Hydrologie: Dauerregen ließ 2011 Meeresspiegel sinken
Vor rund drei Jahren prasselten immense Regenfälle auf Australien herab, weite Teile des Landes versanken im Hochwasser – eine Naturkatastrophe, die sich global bemerkbar machte: Weltweit ging der durchschnittliche Meeresspiegel um sieben Millimeter zurück. Damit durchbrach der Südsommer 2010/2011 einen langjährigen Trend, denn in den Jahrzehnten zuvor waren die Pegel rund um die Erde im Mittel drei Millimeter pro Jahr gestiegen. Der nun von John Fasullo vom National Center for Atmospheric Research in Boulder und seinen Kollegen festgestellte Wert markiert hingegen den markantesten Rückgang der Wasserstände während der letzten 20 Jahre – seit 1992 erlauben moderne Satellitenmessungen eine exakte Bestimmung der Pegel.
Schuld an dieser gegenläufigen Entwicklung war eine Verkettung verschiedener Klima-, Wetter- und hydrogeologischer Bedingungen, die dafür sorgten, dass 2011 deutlich mehr Wasser auf dem australischen Festland zwischengespeichert wurde als in den Jahrzehnten zuvor. So sorgte ein ausgeprägtes La-Niña-Phänomen dafür, dass sich vor der australischen Ostküste sehr warmes Wasser ausbreitete, von dem aus ebenfalls warme und vor allem sehr feuchte Luftmassen Richtung fünfter Kontinent zogen. Gleichzeitig hatte sich die Zone ausgeprägter Westwinde, die um die Antarktis kreisen, weiter nach Süden zurückgezogen. Dadurch verlor sie ihren Einfluss auf das australische Wettergeschehen, was dort den Luftmassentransport in der gegenläufigen Richtung von Ost nach West begünstigte: Regenschwere Tiefdruckgebiete konnten tief ins normalerweise trockene Landesinnere vordringen. Und schließlich heizte sich später im Jahr auch noch der Indische Ozean stark auf, weshalb Westaustralien ebenfalls von sintflutartigen Regenfällen betroffen war. Insgesamt fielen damals über den ganzen Kontinent hinweg 300 Millimeter Regen mehr pro Quadratmeter als normalerweise üblich.

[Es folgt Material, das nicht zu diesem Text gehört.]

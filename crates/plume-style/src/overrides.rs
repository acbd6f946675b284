//! User-override tracking.
//!
//! Each attribute group has one bit in [`Overrides`]. A value-changing write
//! made with [`Origin::User`] sets the group's bit; a [`Origin::Theme`] write
//! leaves it alone. [`Style::merge`](crate::Style::merge) skips every group
//! whose bit is set, which is how hand-set values survive a theme switch.

use bitflags::bitflags;

bitflags! {
    /// Attribute groups set directly by application code.
    #[derive(Debug, Clone, Copy, PartialEq, Eq, Hash, Default)]
    #[cfg_attr(feature = "serde", derive(serde::Serialize, serde::Deserialize))]
    pub struct Overrides: u32 {
        const FG_COLOR = 1 << 0;
        const FG_ALPHA = 1 << 1;
        const BG_COLOR = 1 << 2;
        const FONT = 1 << 3;
        const BG_IMAGE = 1 << 4;
        const TEXT_DECORATION = 1 << 5;
        const TRANSPARENCY = 1 << 6;
        const PADDING = 1 << 7;
        const MARGIN = 1 << 8;
        const BORDER = 1 << 9;
        const BACKGROUND_TYPE = 1 << 10;
        const BACKGROUND_ALIGNMENT = 1 << 11;
        const BACKGROUND_GRADIENT = 1 << 12;
        const ALIGNMENT = 1 << 13;
        const OPACITY = 1 << 14;
        const ELEVATION = 1 << 15;
        const SURFACE = 1 << 16;
        const ICON_GAP = 1 << 17;
    }
}

/// Who is making a write.
///
/// `User` writes are recorded as overrides; `Theme` writes are not, so a
/// later merge may replace them.
#[derive(Debug, Clone, Copy, PartialEq, Eq, Hash, Default)]
pub enum Origin {
    #[default]
    User,
    Theme,
}

impl Origin {
    /// True when a change made with this origin marks the group overridden.
    #[inline]
    pub const fn marks_override(self) -> bool {
        matches!(self, Origin::User)
    }
}

/// Name of the attribute carried by a change event.
#[derive(Debug, Clone, Copy, PartialEq, Eq, Hash)]
pub enum StyleProperty {
    BgColor,
    FgColor,
    FgAlpha,
    BgImage,
    BgType,
    BgAlign,
    BgGradient,
    Font,
    Transparency,
    Opacity,
    Elevation,
    IconGap,
    IconGapUnit,
    Surface,
    Margin,
    Border,
    Padding,
    Painter,
    Align,
    TextDecoration,
    PaddingUnit,
    MarginUnit,
}

impl StyleProperty {
    /// The event name delivered to listeners.
    pub const fn name(self) -> &'static str {
        match self {
            StyleProperty::BgColor => "bgColor",
            StyleProperty::FgColor => "fgColor",
            StyleProperty::FgAlpha => "fgAlpha",
            StyleProperty::BgImage => "bgImage",
            StyleProperty::BgType => "bgType",
            StyleProperty::BgAlign => "bgAlign",
            StyleProperty::BgGradient => "bgGradient",
            StyleProperty::Font => "font",
            StyleProperty::Transparency => "transparency",
            StyleProperty::Opacity => "opacity",
            StyleProperty::Elevation => "elevation",
            StyleProperty::IconGap => "iconGap",
            StyleProperty::IconGapUnit => "iconGapUnit",
            StyleProperty::Surface => "surface",
            StyleProperty::Margin => "margin",
            StyleProperty::Border => "border",
            StyleProperty::Padding => "padding",
            StyleProperty::Painter => "painter",
            StyleProperty::Align => "align",
            StyleProperty::TextDecoration => "textDecoration",
            StyleProperty::PaddingUnit => "padUnit",
            StyleProperty::MarginUnit => "marUnit",
        }
    }

    /// The override group a change to this property belongs to.
    ///
    /// The painter is not tracked and returns an empty set.
    pub const fn override_flag(self) -> Overrides {
        match self {
            StyleProperty::BgColor => Overrides::BG_COLOR,
            StyleProperty::FgColor => Overrides::FG_COLOR,
            StyleProperty::FgAlpha => Overrides::FG_ALPHA,
            StyleProperty::BgImage => Overrides::BG_IMAGE,
            StyleProperty::BgType => Overrides::BACKGROUND_TYPE,
            StyleProperty::BgAlign => Overrides::BACKGROUND_ALIGNMENT,
            StyleProperty::BgGradient => Overrides::BACKGROUND_GRADIENT,
            StyleProperty::Font => Overrides::FONT,
            StyleProperty::Transparency => Overrides::TRANSPARENCY,
            StyleProperty::Opacity => Overrides::OPACITY,
            StyleProperty::Elevation => Overrides::ELEVATION,
            StyleProperty::IconGap | StyleProperty::IconGapUnit => Overrides::ICON_GAP,
            StyleProperty::Surface => Overrides::SURFACE,
            StyleProperty::Margin | StyleProperty::MarginUnit => Overrides::MARGIN,
            StyleProperty::Border => Overrides::BORDER,
            StyleProperty::Padding | StyleProperty::PaddingUnit => Overrides::PADDING,
            StyleProperty::Painter => Overrides::empty(),
            StyleProperty::Align => Overrides::ALIGNMENT,
            StyleProperty::TextDecoration => Overrides::TEXT_DECORATION,
        }
    }
}

impl std::fmt::Display for StyleProperty {
    fn fmt(&self, f: &mut std::fmt::Formatter<'_>) -> std::fmt::Result {
        f.write_str(self.name())
    }
}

Dieses Wasser floss aber nur zu einem geringen Teil direkt wieder in die Meere ab: Im australischen Westen sind Flüsse selten, weshalb kaum ein kanalisierter Ablauf stattfindet. Stattdessen breitet sich Hochwasser flächig aus – und versickert weit gehend im sandigen Untergrund. Auf der anderen Seite des Kontinents existieren zwar zahlreiche Flussläufe, doch entwässert nur ein Teil davon in den Pazifik. Viele andere führen ins Binnenland und münden beispielsweise im Becken des Eyre-Sees – ein riesiges Binnengewässer, das aber nur in Jahren mit ausreichenden Niederschlägen entsteht: 2010/2011 lief es wie eine Schüssel von den Rändern her voll. Auch hier versickerten große Mengen Flüssigkeit im Untergrund oder verdunsteten und sorgten für lokale Niederschläge, so dass das Wasser erst mit Verzögerung oder gar nicht seinen Weg ins Meer zurückgefunden hat.

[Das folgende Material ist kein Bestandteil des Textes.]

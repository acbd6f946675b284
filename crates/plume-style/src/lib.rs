#![forbid(unsafe_code)]

//! Style attributes for Plume components, with theme-safe user overrides.
//!
//! This crate provides:
//! - [`Style`], the attribute bag of one component, with change listeners
//!   and renderer cache invalidation
//! - [`Overrides`], which records what user code set so [`StyleSink::merge`]
//!   can refresh everything else from a theme
//! - [`ProxyStyle`] and [`StyleSlot`] for fanning writes out to several styles
//! - [`Unit`] and [`Spacing`] for padding and margin stored in mixed units and
//!   resolved to pixels against a [`plume_core::DisplayMetrics`], RTL-aware
//! - [`StyleBuilder`] for authoring theme styles

pub mod attributes;
pub mod background;
pub mod border;
pub mod builder;
pub mod decoration;
pub mod edit;
pub mod error;
pub mod notify;
pub mod overrides;
pub mod proxy;
pub mod sink;
pub mod spacing;
pub mod style;
pub mod units;

pub use attributes::{DEFAULT_MARGIN, DEFAULT_PADDING, ICON_GAP_UNSET};
pub use background::{
    Anchor, BackgroundAlignment, BackgroundGradient, BackgroundPainter, BackgroundType, HAlign,
    VAlign,
};
pub use border::{Border, Relief};
pub use builder::StyleBuilder;
pub use decoration::{Alignment, TextDecoration};
pub use edit::Edit;
pub use error::{Result, StyleError};
pub use notify::{CacheToken, StyleListener, listener};
pub use overrides::{Origin, Overrides, StyleProperty};
pub use proxy::{ProxyStyle, StyleSlot};
pub use sink::StyleSink;
pub use spacing::{Spacing, broadcast_units};
pub use style::{Style, StyleHandle};
pub use units::Unit;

Dies habe für den größten Teil des beobachteten Meeresspiegelrückgangs gesorgt, so die Forscher. In geringerem Umfang hätten zudem intensive Niederschläge über Teilen Südamerikas dazu beigetragen, wie die Satellitendaten zeigen: Beide Kontinente wurden durch die Wassermassen schwerer, was sich über regionale Verschiebungen im Erdschwerefeld nachweisen ließ. Doch nur die besonderen klimatologischen und geologischen Bedingungen in Australien sorgten dafür, dass das Wasser lange zurückgehalten wurde. Erst später im Jahr 2011 hatten die Ozeanpegel die "Delle" wieder ausgeglichen. Eine Umkehrung der Zirkulationsmuster im südlichen Indischen Ozean und Pazifik sorgt seitdem dafür, dass der Meeresspiegel wieder schneller anschwillt: In den letzten beiden Jahren betrug der Zuwachs 10 Millimeter pro Jahr.